I met Dave at the White's Ferry parking lot on the Maryland side of the Potomac. What a great way to cross this historic river. At one time there were 100 ferries crossing the Potomac. White's Ferry has been operating at this location since 1828, and is the last on the river. It was great meeting Dave in person. After our friendly greetings we headed north to a non-descript launch south of Brunswick. Unfortunately, we didn't get our nice spring weather. On Sunday, the high temperature made it all the way up to 38 degrees, with a water temperature hitting 46 degrees, BUT I was on a beautiful river fishing smallies. Dressed in a few layers of clothing and wearing my Frogg Toggs to break the wind, we headed up river dodging boulders and mini rock islands that dot the Potomac. It was like an amusement park ride as Dave expertly navigated a narrow chute between two of these islands. For three hours we hit every great looking place any knowledgeable river rat would try. Based on the water temps and goofy weather, we both felt working tubes or weightless Senko-type soft plastics slowly on the bottom would be our best bet. Dave told me in these types of conditions he usually goes to the tubes. All our efforts produced was one 14-inch largemouth I caught on a Texas-rigged 4" YUM Dinger.
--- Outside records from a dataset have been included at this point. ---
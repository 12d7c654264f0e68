pub mod migrate;
pub mod serve;
pub mod slug;
pub mod token;
use sqlx::{postgres::PgPoolOptions, PgPool};
use std::time::Duration;
use thiserror::Error;
use tracing::info;

use crate::config::DatabaseConfig;

/// Errors from the persistence layer
#[derive(Debug, Error)]
pub enum DatabaseError {
    #[error("Missing configuration: {0}")]
    ConfigMissing(&'static str),

    #[error("Invalid database URL")]
    InvalidDatabaseUrl,

    #[error("Unique constraint violated: {0}")]
    Conflict(String),

    #[error("Not found: {0}")]
    NotFound(String),

    #[error("Migration error: {0}")]
    Migration(#[from] sqlx::migrate::MigrateError),

    #[error(transparent)]
    Sqlx(sqlx::Error),
}

impl From<sqlx::Error> for DatabaseError {
    fn from(err: sqlx::Error) -> Self {
        // 23505 = unique_violation
        if let sqlx::Error::Database(db_err) = &err {
            if db_err.code().as_deref() == Some("23505") {
                let constraint = db_err.constraint().unwrap_or("unique").to_string();
                return DatabaseError::Conflict(constraint);
            }
        }
        DatabaseError::Sqlx(err)
    }
}

/// Connection pool setup and schema migration for the Postgres gateway
pub struct DatabaseManager;

impl DatabaseManager {
    /// Open a pool against `DATABASE_URL`
    pub async fn connect(config: &DatabaseConfig) -> Result<PgPool, DatabaseError> {
        let url = config
            .url
            .as_deref()
            .ok_or(DatabaseError::ConfigMissing("DATABASE_URL"))?;

        // Reject obviously malformed URLs before handing them to the driver
        let parsed = url::Url::parse(url).map_err(|_| DatabaseError::InvalidDatabaseUrl)?;
        if !matches!(parsed.scheme(), "postgres" | "postgresql") {
            return Err(DatabaseError::InvalidDatabaseUrl);
        }

        let pool = PgPoolOptions::new()
            .max_connections(config.max_connections)
            .acquire_timeout(Duration::from_secs(config.connection_timeout))
            .connect(url)
            .await?;

        info!(
            "Created database pool for: {}",
            parsed.path().trim_start_matches('/')
        );
        Ok(pool)
    }

    /// Apply the embedded migrations in `migrations/`
    pub async fn migrate(pool: &PgPool) -> Result<(), DatabaseError> {
        sqlx::migrate!("./migrations").run(pool).await?;
        info!("Database migrations applied");
        Ok(())
    }

    /// Pings the pool to ensure connectivity
    pub async fn health_check(pool: &PgPool) -> Result<(), DatabaseError> {
        sqlx::query("SELECT 1").execute(pool).await?;
        Ok(())
    }
}
pub mod gateway;
pub mod manager;
pub mod memory;
pub mod models;
pub mod postgres;

pub use gateway::Gateway;
pub use manager::{DatabaseError, DatabaseManager};
pub use memory::MemoryGateway;
pub use postgres::PgGateway;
When Dave picked me up on Monday at White's Ferry, he told me with a straight face that he brought an extra set of clothes, just in case. I thanked him and said, "so did I." My plan was to make every effort to stay in the boat all day. Monday had off-and-on-again light rain, and hit a high of about 45 degrees. The water temperature climbed to 49 degrees. Interestingly, Dave caught his smallies the day before on a small crankbait. I told him I'd brought some Rebel Teeny Wee-Crawfish and Wee Crawfish. These were colder water temperatures than I'd normally think of using the small cranks in, but based on his experience from the day before, this is what we used. The Teeny Wee wasn't getting deep enough so I switched to the Wee Crawfish. Even though things were still slow, I did end up with three nice smallies, had three more on, and Dave caught another two. This, and not falling out of the boat, made for a very enjoyable day of fishing, even with the cool, wet conditions.
For a guy coming from the kind of winter we had this year in Wisconsin, it was just great getting some open water fishing for smallies, even though it was cold and I experienced the "Potomac plunge."